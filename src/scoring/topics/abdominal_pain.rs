use super::{RuleScorer, Topic};
use crate::scenario::Modality;
use crate::scoring::factors::Rule;

const ACR_RLQ: &str = "ACR Appropriateness Criteria: Right Lower Quadrant Pain (2022)";
const ACR_FEVER: &str =
    "ACR Appropriateness Criteria: Acute Nonlocalized Abdominal Pain (2018)";
const ACR_PEDIATRIC: &str =
    "ACR Appropriateness Criteria: Suspected Appendicitis-Child (2018)";
const ACR_PREGNANCY: &str =
    "ACR-SPR Practice Parameter for Imaging Pregnant or Potentially Pregnant Patients with Ionizing Radiation (2023)";

const APPENDICITIS_TERMS: &[&str] = &[
    "appendicitis",
    "rlq",
    "right lower quadrant",
    "mcburney",
    "periumbilical pain migrat",
    "rebound",
];

pub const RULES: &[Rule] = &[
    Rule {
        id: "abdominal-appendicitis",
        name: "Suspected appendicitis",
        weight: 1.5,
        citation: ACR_RLQ,
        applies: |ctx| ctx.mentions_any(APPENDICITIS_TERMS),
        explain: |_| "Presentation is consistent with possible appendicitis".to_string(),
    },
    Rule {
        id: "abdominal-fever",
        name: "Fever",
        weight: 2.0,
        citation: ACR_FEVER,
        applies: |ctx| ctx.red_flags.fever,
        explain: |_| "Fever with abdominal pain suggests an infectious or inflammatory process".to_string(),
    },
    Rule {
        id: "abdominal-pediatric-ultrasound",
        name: "Pediatric ultrasound",
        weight: 1.0,
        citation: ACR_PEDIATRIC,
        applies: |ctx| ctx.is_pediatric() && *ctx.modality() == Modality::Ultrasound,
        explain: |_| "Ultrasound is the preferred first study in children".to_string(),
    },
    Rule {
        id: "abdominal-pediatric-ct",
        name: "Pediatric CT",
        weight: -0.5,
        citation: ACR_PEDIATRIC,
        applies: |ctx| ctx.is_pediatric() && *ctx.modality() == Modality::Ct,
        explain: |_| "Children are more sensitive to radiation; consider ultrasound first".to_string(),
    },
    Rule {
        id: "abdominal-pregnancy-ct",
        name: "Pregnancy with CT",
        weight: -2.5,
        citation: ACR_PREGNANCY,
        applies: |ctx| ctx.is_pregnant_ct(),
        explain: |_| "Ultrasound or MRI is preferred during pregnancy".to_string(),
    },
    Rule {
        id: "abdominal-immunocompromised",
        name: "Immunocompromised",
        weight: 1.5,
        citation: ACR_FEVER,
        applies: |ctx| ctx.red_flags.immunocompromised,
        explain: |_| "Immunosuppression can mask peritoneal signs".to_string(),
    },
];

/// Keeps the explanation non-empty when red flags exist but no specific
/// rule fired
pub const RED_FLAG_FALLBACK: Rule = Rule {
    id: "abdominal-red-flags",
    name: "Red Flags",
    weight: 1.5,
    citation: ACR_FEVER,
    applies: |ctx| ctx.red_flags.any(),
    explain: |ctx| format!("Red flags present: {}", ctx.red_flags.present().join(", ")),
};

pub const SCORER: RuleScorer = RuleScorer {
    topic: Topic::AbdominalPain,
    rules: RULES,
    fallback: Some(RED_FLAG_FALLBACK),
};

#[cfg(test)]
mod tests {
    use super::*;
    use crate::scenario::{
        normalize_duration, ClinicalScenario, PregnancyStatus, ProposedImaging,
    };
    use crate::scoring::factors::ScoringContext;
    use crate::scoring::topics::Scorer;

    fn abdominal(age: u32, modality: Modality) -> ClinicalScenario {
        ClinicalScenario::new(
            age,
            "female",
            "Abdominal pain",
            "1 day",
            ProposedImaging::new(modality, "abdomen and pelvis", "abdominal pain"),
        )
    }

    fn fired(scenario: &ClinicalScenario) -> (f64, Vec<String>) {
        let duration = normalize_duration(&scenario.duration);
        let ctx = ScoringContext::new(scenario, &duration);
        let result = SCORER.score(&ctx, 5.0);
        let ids = result.factors.iter().map(|f| f.id().to_string()).collect();
        (result.raw_score, ids)
    }

    #[test]
    fn test_appendicitis_with_fever() {
        let mut s = abdominal(25, Modality::Ct);
        s.clinical_history = "Pain migrated to the right lower quadrant".to_string();
        s.red_flags.fever = true;
        let (raw, ids) = fired(&s);
        assert_eq!(ids, vec!["abdominal-appendicitis", "abdominal-fever"]);
        assert_eq!(raw, 8.5);
    }

    #[test]
    fn test_pediatric_modality_preference() {
        let (_, ids) = fired(&abdominal(8, Modality::Ultrasound));
        assert_eq!(ids, vec!["abdominal-pediatric-ultrasound"]);

        let (raw, ids) = fired(&abdominal(8, Modality::Ct));
        assert_eq!(ids, vec!["abdominal-pediatric-ct"]);
        assert_eq!(raw, 4.5);
    }

    #[test]
    fn test_pregnancy_with_ct() {
        let mut s = abdominal(29, Modality::Ct);
        s.pregnancy_status = Some(PregnancyStatus::Pregnant);
        let (raw, ids) = fired(&s);
        assert_eq!(ids, vec!["abdominal-pregnancy-ct"]);
        assert_eq!(raw, 2.5);
    }

    #[test]
    fn test_fallback_when_only_unscored_flags_present() {
        let mut s = abdominal(40, Modality::Ct);
        s.red_flags.weight_loss = true;
        let duration = normalize_duration(&s.duration);
        let ctx = ScoringContext::new(&s, &duration);
        let result = SCORER.score(&ctx, 5.0);

        assert_eq!(result.factors.len(), 1);
        assert_eq!(result.factors[0].name(), "Red Flags");
        assert!(result.factors[0].explanation().contains("unexplained weight loss"));
        assert_eq!(result.raw_score, 6.5);
    }

    #[test]
    fn test_fallback_counts_age_flag() {
        let (_, ids) = fired(&abdominal(70, Modality::Ct));
        assert_eq!(ids, vec!["abdominal-red-flags"]);
    }

    #[test]
    fn test_no_flags_no_factors() {
        let (raw, ids) = fired(&abdominal(40, Modality::Ct));
        assert!(ids.is_empty());
        assert_eq!(raw, 5.0);
    }

    #[test]
    fn test_fallback_skipped_when_a_rule_fired() {
        let mut s = abdominal(70, Modality::Ct);
        s.red_flags.fever = true;
        let (_, ids) = fired(&s);
        assert_eq!(ids, vec!["abdominal-fever"]);
    }
}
━━━━━━━━━━━━━━━━
Your answer must contain every line of the records, exactly.

filename src/scoring/topics/abdominal_pain.rs
use super::{RuleScorer, Topic};
use crate::scenario::Modality;
use crate::scoring::factors::Rule;

const ACR_RLQ: &str = "ACR Appropriateness Criteria: Right Lower Quadrant Pain (2022)";
const ACR_FEVER: &str =
    "ACR Appropriateness Criteria: Acute Nonlocalized Abdominal Pain (2018)";
const ACR_PEDIATRIC: &str =
    "ACR Appropriateness Criteria: Suspected Appendicitis-Child (2018)";
const ACR_PREGNANCY: &str =
    "ACR-SPR Practice Parameter for Imaging Pregnant or Potentially Pregnant Patients with Ionizing Radiation (2023)";

const APPENDICITIS_TERMS: &[&str] = &[
    "appendicitis",
    "rlq",
    "right lower quadrant",
    "mcburney",
    "periumbilical pain migrat",
    "rebound",
];

pub const RULES: &[Rule] = &[
    Rule {
        id: "abdominal-appendicitis",
        name: "Suspected appendicitis",
        weight: 1.5,
        citation: ACR_RLQ,
        applies: |ctx| ctx.mentions_any(APPENDICITIS_TERMS),
        explain: |_| "Presentation is consistent with possible appendicitis".to_string(),
    },
    Rule {
        id: "abdominal-fever",
        name: "Fever",
        weight: 2.0,
        citation: ACR_FEVER,
        applies: |ctx| ctx.red_flags.fever,
        explain: |_| "Fever with abdominal pain suggests an infectious or inflammatory process".to_string(),
    },
    Rule {
        id: "abdominal-pediatric-ultrasound",
        name: "Pediatric ultrasound",
        weight: 1.0,
        citation: ACR_PEDIATRIC,
        applies: |ctx| ctx.is_pediatric() && *ctx.modality() == Modality::Ultrasound,
        explain: |_| "Ultrasound is the preferred first study in children".to_string(),
    },
    Rule {
        id: "abdominal-pediatric-ct",
        name: "Pediatric CT",
        weight: -0.5,
        citation: ACR_PEDIATRIC,
        applies: |ctx| ctx.is_pediatric() && *ctx.modality() == Modality::Ct,
        explain: |_| "Children are more sensitive to radiation; consider ultrasound first".to_string(),
    },
    Rule {
        id: "abdominal-pregnancy-ct",
        name: "Pregnancy with CT",
        weight: -2.5,
        citation: ACR_PREGNANCY,
        applies: |ctx| ctx.is_pregnant_ct(),
        explain: |_| "Ultrasound or MRI is preferred during pregnancy".to_string(),
    },
    Rule {
        id: "abdominal-immunocompromised",
        name: "Immunocompromised",
        weight: 1.5,
        citation: ACR_FEVER,
        applies: |ctx| ctx.red_flags.immunocompromised,
        explain: |_| "Immunosuppression can mask peritoneal signs".to_string(),
    },
];

/// Keeps the explanation non-empty when red flags exist but no specific
/// rule fired
pub const RED_FLAG_FALLBACK: Rule = Rule {
    id: "abdominal-red-flags",
    name: "Red Flags",
    weight: 1.5,
    citation: ACR_FEVER,
    applies: |ctx| ctx.red_flags.any(),
    explain: |ctx| format!("Red flags present: {}", ctx.red_flags.present().join(", ")),
};

pub const SCORER: RuleScorer = RuleScorer {
    topic: Topic::AbdominalPain,
    rules: RULES,
    fallback: Some(RED_FLAG_FALLBACK),
};

#[cfg(test)]
mod tests {
    use super::*;
    use crate::scenario::{
        normalize_duration, ClinicalScenario, PregnancyStatus, ProposedImaging,
    };
    use crate::scoring::factors::ScoringContext;
    use crate::scoring::topics::Scorer;

    fn abdominal(age: u32, modality: Modality) -> ClinicalScenario {
        ClinicalScenario::new(
            age,
            "female",
            "Abdominal pain",
            "1 day",
            ProposedImaging::new(modality, "abdomen and pelvis", "abdominal pain"),
        )
    }

    fn fired(scenario: &ClinicalScenario) -> (f64, Vec<String>) {
        let duration = normalize_duration(&scenario.duration);
        let ctx = ScoringContext::new(scenario, &duration);
        let result = SCORER.score(&ctx, 5.0);
        let ids = result.factors.iter().map(|f| f.id().to_string()).collect();
        (result.raw_score, ids)
    }

    #[test]
    fn test_appendicitis_with_fever() {
        let mut s = abdominal(25, Modality::Ct);
        s.clinical_history = "Pain migrated to the right lower quadrant".to_string();
        s.red_flags.fever = true;
        let (raw, ids) = fired(&s);
        assert_eq!(ids, vec!["abdominal-appendicitis", "abdominal-fever"]);
        assert_eq!(raw, 8.5);
    }

    #[test]
    fn test_pediatric_modality_preference() {
        let (_, ids) = fired(&abdominal(8, Modality::Ultrasound));
        assert_eq!(ids, vec!["abdominal-pediatric-ultrasound"]);

        let (raw, ids) = fired(&abdominal(8, Modality::Ct));
        assert_eq!(ids, vec!["abdominal-pediatric-ct"]);
        assert_eq!(raw, 4.5);
    }

    #[test]
    fn test_pregnancy_with_ct() {
        let mut s = abdominal(29, Modality::Ct);
        s.pregnancy_status = Some(PregnancyStatus::Pregnant);
        let (raw, ids) = fired(&s);
        assert_eq!(ids, vec!["abdominal-pregnancy-ct"]);
        assert_eq!(raw, 2.5);
    }

    #[test]
    fn test_fallback_when_only_unscored_flags_present() {
        let mut s = abdominal(40, Modality::Ct);
        s.red_flags.weight_loss = true;
        let duration = normalize_duration(&s.duration);
        let ctx = ScoringContext::new(&s, &duration);
        let result = SCORER.score(&ctx, 5.0);

        assert_eq!(result.factors.len(), 1);
        assert_eq!(result.factors[0].name(), "Red Flags");
        assert!(result.factors[0].explanation().contains("unexplained weight loss"));
        assert_eq!(result.raw_score, 6.5);
    }

    #[test]
    fn test_fallback_counts_age_flag() {
        let (_, ids) = fired(&abdominal(70, Modality::Ct));
        assert_eq!(ids, vec!["abdominal-red-flags"]);
    }

    #[test]
    fn test_no_flags_no_factors() {
        let (raw, ids) = fired(&abdominal(40, Modality::Ct));
        assert!(ids.is_empty());
        assert_eq!(raw, 5.0);
    }

    #[test]
    fn test_fallback_skipped_when_a_rule_fired() {
        let mut s = abdominal(70, Modality::Ct);
        s.red_flags.fever = true;
        let (_, ids) = fired(&s);
        assert_eq!(ids, vec!["abdominal-fever"]);
    }
}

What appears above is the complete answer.